Dell Latitude e7450
Broadwell HD Graphics 5500
mpv -hwdec=vaapi -vo=vaapi video.mkv no longer works with mesa 17.2. It shows a black window. No video plays. Audio plays fine. App UI works fine. No problems with mesa 17.1.9. It also affects chromium when it is patched to enable hardware acceleration via vaapi.
No errors on dmesg, mpv and /sys/class/drm/card0/error
Bisected mesa and found that vaapi stopped working with commit 8ec5a4e4a4a32f4de351c5fc2bf0eb615b6eef1b
If I reverse the changes to brw_state_upload.c with HEAD 17.2, vaapi starts working again.
Just a heads up: the recommended vo= option is vo=opengl as far as I know. Does the problem still occur when using that?
It plays fine with the vo=opengl option.
This bug also affects Chromium compiled with VA-API patch to use hardware video acceleration. We have at least 6 people using ArchLinux confirming this so far.
Chromium sometimes just renders videos as a black rectangle, sometimes freezes entirely, and once even crashed X.
Someone reported, that reverting the same change as @alim mention fixes the issue.
Non-exhaustive list of affected Intel CPUs: i7-6500U, i7-7500U, i7-7820HQ.
If this can't / shouldn't be reverted, is there a way to compile Chromium in a different way so that we don't experience this issue?
How we compile Chromium with VA-API today:
History of comments discussing this issue:
I'll ask affected people to CC to this bug, so you can better see the number of affected people.
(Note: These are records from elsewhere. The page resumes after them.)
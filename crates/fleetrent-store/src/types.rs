//! Store-specific types.
//!
//! This module defines types used by the storage layer that are not
//! part of the core domain types.

use fleetrent_types::{
    Amount, DeliveryStatus, NotificationKind, PaymentRecord, Rental, RentalId, Timestamp, UserId,
    Vehicle, VehicleId,
};
use serde::{Deserialize, Serialize};

/// Filter criteria for listing vehicles.
///
/// All fields are optional. When a field is `None` (or false), no
/// filtering is applied for that criterion.
#[derive(Debug, Clone, Default)]
pub struct VehicleFilter {
    /// Filter by catalog category.
    pub category: Option<String>,
    /// Only return vehicles with at least one unit available.
    pub only_available: bool,
}

impl VehicleFilter {
    /// Create a new empty filter (matches all vehicles).
    pub fn new() -> Self {
        Self::default()
    }

    /// Filter by category.
    pub fn with_category(mut self, category: impl Into<String>) -> Self {
        self.category = Some(category.into());
        self
    }

    /// Only match vehicles that are in stock.
    pub fn only_available(mut self) -> Self {
        self.only_available = true;
        self
    }
}

/// Parameters for inserting a vehicle.
#[derive(Debug, Clone)]
pub struct NewVehicle {
    /// Display name.
    pub name: String,
    /// Catalog category.
    pub category: String,
    /// Initial unit count.
    pub available_units: u32,
    /// Price per rental day.
    pub unit_price: Amount,
}

/// Parameters for inserting a rental.
///
/// The caller has already validated the range and computed the cost;
/// rentals are always inserted in `Pending`.
#[derive(Debug, Clone)]
pub struct NewRental {
    pub user_id: UserId,
    pub vehicle_id: VehicleId,
    pub start_date: chrono::NaiveDate,
    pub end_date: chrono::NaiveDate,
    pub total_cost: Amount,
}

/// Parameters for inserting a payment record.
///
/// Mirrors the invoice the gateway issued; payments are always inserted
/// in `Pending`.
#[derive(Debug, Clone)]
pub struct NewPayment {
    pub rental_id: RentalId,
    pub invoice_id: String,
    pub external_reference: String,
    pub amount: Amount,
    pub payment_url: String,
    pub payer_email: String,
}

/// Audit row for an outbound notification dispatch.
#[derive(Debug, Clone, PartialEq, Eq, Serialize, Deserialize)]
#[serde(rename_all = "snake_case")]
pub struct NotificationRecord {
    /// Row identity.
    pub id: i64,
    /// Recipient user.
    pub user_id: UserId,
    /// What the notification was about.
    pub kind: NotificationKind,
    /// Dispatch outcome.
    pub delivery: DeliveryStatus,
    /// Rendered message body.
    pub message: String,
    /// Dispatch time, unix seconds.
    pub created_at: Timestamp,
}

/// A rental joined with its vehicle, for caller-facing listings.
#[derive(Debug, Clone, PartialEq, Eq, Serialize, Deserialize)]
#[serde(rename_all = "snake_case")]
pub struct RentalView {
    pub rental: Rental,
    pub vehicle: Vehicle,
}

/// A payment joined with its rental and vehicle, for caller-facing
/// listings. Ownership is enforced by the query, not by this type.
#[derive(Debug, Clone, PartialEq, Eq, Serialize, Deserialize)]
#[serde(rename_all = "snake_case")]
pub struct PaymentView {
    pub payment: PaymentRecord,
    pub rental: Rental,
    pub vehicle: Vehicle,
}

#[cfg(test)]
mod tests {
    use super::*;

    #[test]
    fn test_filter_builder() {
        let filter = VehicleFilter::new().with_category("suv").only_available();
        assert_eq!(filter.category.as_deref(), Some("suv"));
        assert!(filter.only_available);
    }

    #[test]
    fn test_empty_filter_matches_all() {
        let filter = VehicleFilter::new();
        assert!(filter.category.is_none());
        assert!(!filter.only_available);
    }
}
Oh dear. I was pretty sure that register is supposed to be context saved and restored, so it shouldn't affect anything else. But, I guess it must be...
I'll have to look into this. This week's XDC though, so it may take a bit longer...
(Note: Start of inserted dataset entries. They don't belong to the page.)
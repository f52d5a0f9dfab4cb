//! Mock invoice gateway for testing.

use std::sync::atomic::{AtomicU64, Ordering};
use std::sync::Mutex;

use async_trait::async_trait;

use crate::error::{GatewayError, GatewayResult};
use crate::types::{CreateInvoiceRequest, Invoice};
use crate::InvoiceGateway;

/// Mock invoice gateway for testing.
///
/// Maintains in-memory state without any network calls. Every accepted
/// request is recorded; duplicate `external_id`s return the original
/// invoice, matching the idempotency the real gateway provides.
pub struct MockInvoiceGateway {
    /// Requests received, in order.
    requests: Mutex<Vec<CreateInvoiceRequest>>,
    /// Invoices issued, keyed by external_id.
    issued: Mutex<Vec<Invoice>>,
    /// Invoice counter for generating ids.
    counter: AtomicU64,
    /// When set, every call fails with a Network error.
    fail: Mutex<bool>,
}

impl MockInvoiceGateway {
    /// Create a new mock gateway.
    pub fn new() -> Self {
        Self {
            requests: Mutex::new(Vec::new()),
            issued: Mutex::new(Vec::new()),
            counter: AtomicU64::new(1),
            fail: Mutex::new(false),
        }
    }

    /// Make subsequent calls fail with a Network error.
    pub fn set_unreachable(&self, unreachable: bool) {
        *self.fail.lock().unwrap() = unreachable;
    }

    /// Number of invoice-creation calls received.
    pub fn request_count(&self) -> usize {
        self.requests.lock().unwrap().len()
    }

    /// All requests received so far.
    pub fn requests(&self) -> Vec<CreateInvoiceRequest> {
        self.requests.lock().unwrap().clone()
    }

    /// Find an issued invoice by external reference.
    pub fn issued_for(&self, external_id: &str) -> Option<Invoice> {
        self.issued
            .lock()
            .unwrap()
            .iter()
            .find(|i| i.external_id == external_id)
            .cloned()
    }
}

impl Default for MockInvoiceGateway {
    fn default() -> Self {
        Self::new()
    }
}

#[async_trait]
impl InvoiceGateway for MockInvoiceGateway {
    async fn create_invoice(&self, request: CreateInvoiceRequest) -> GatewayResult<Invoice> {
        if *self.fail.lock().unwrap() {
            return Err(GatewayError::Network("mock gateway unreachable".to_string()));
        }

        self.requests.lock().unwrap().push(request.clone());

        // Same external_id means the same external charge.
        if let Some(existing) = self.issued_for(&request.external_id) {
            return Ok(existing);
        }

        let n = self.counter.fetch_add(1, Ordering::SeqCst);
        let invoice = Invoice {
            id: format!("inv-{}", n),
            external_id: request.external_id,
            amount: request.amount,
            status: "PENDING".to_string(),
            invoice_url: format!("https://pay.mock/inv-{}", n),
        };
        self.issued.lock().unwrap().push(invoice.clone());
        Ok(invoice)
    }
}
I tried this on Kabylake tonight, and I get a black window with Mesa master, commit 8ec5a4e4a4a32f4de351c5fc2bf0eb615b6eef1b (the bisected commit), commit 86bd3fd864a8383e1d6823114da422f6a948bf1e (the one before that), and 17.1. So, it doesn't seem like it ever worked.
-vo=gl continues to work fine, just -vo=vaapi doesn't.
I'll have to try on Broadwell...
I'm on Kabylake myself and I can confirm that mpv --vo=vaapi --hwdec=vaapi works with mesa 17.1.8, but not with 17.2.0. On the other hand --vo=opengl --hwdec=vaapi works with both versions.
Now, for Chromium built with vaapi, accelerated video playback (testing with YouTube) works with 17.1.8 but not with 17.2.0. With the latter version, all that's presented is a black video with working audio.
So, trying with Mesa 17.1 on Kabylake...mpv renders black with a theora video, GPU hangs immediately with a VC1 video, and with H264, renders garbage colors and/or black and GPU hangs. The GPU hangs are definitely a vaapi batch, not from Mesa.
I don't think this is a Mesa bug. It seems like there are a lot of bugs in vaapi. And the setting my patch changed is definitely supposed to be per-context, so Mesa changing it shouldn't affect vaapi at all. vaapi probably doesn't use contexts explicitly, but I thought the kernel was supposed to give every process a context by default, to prevent state leaks like this.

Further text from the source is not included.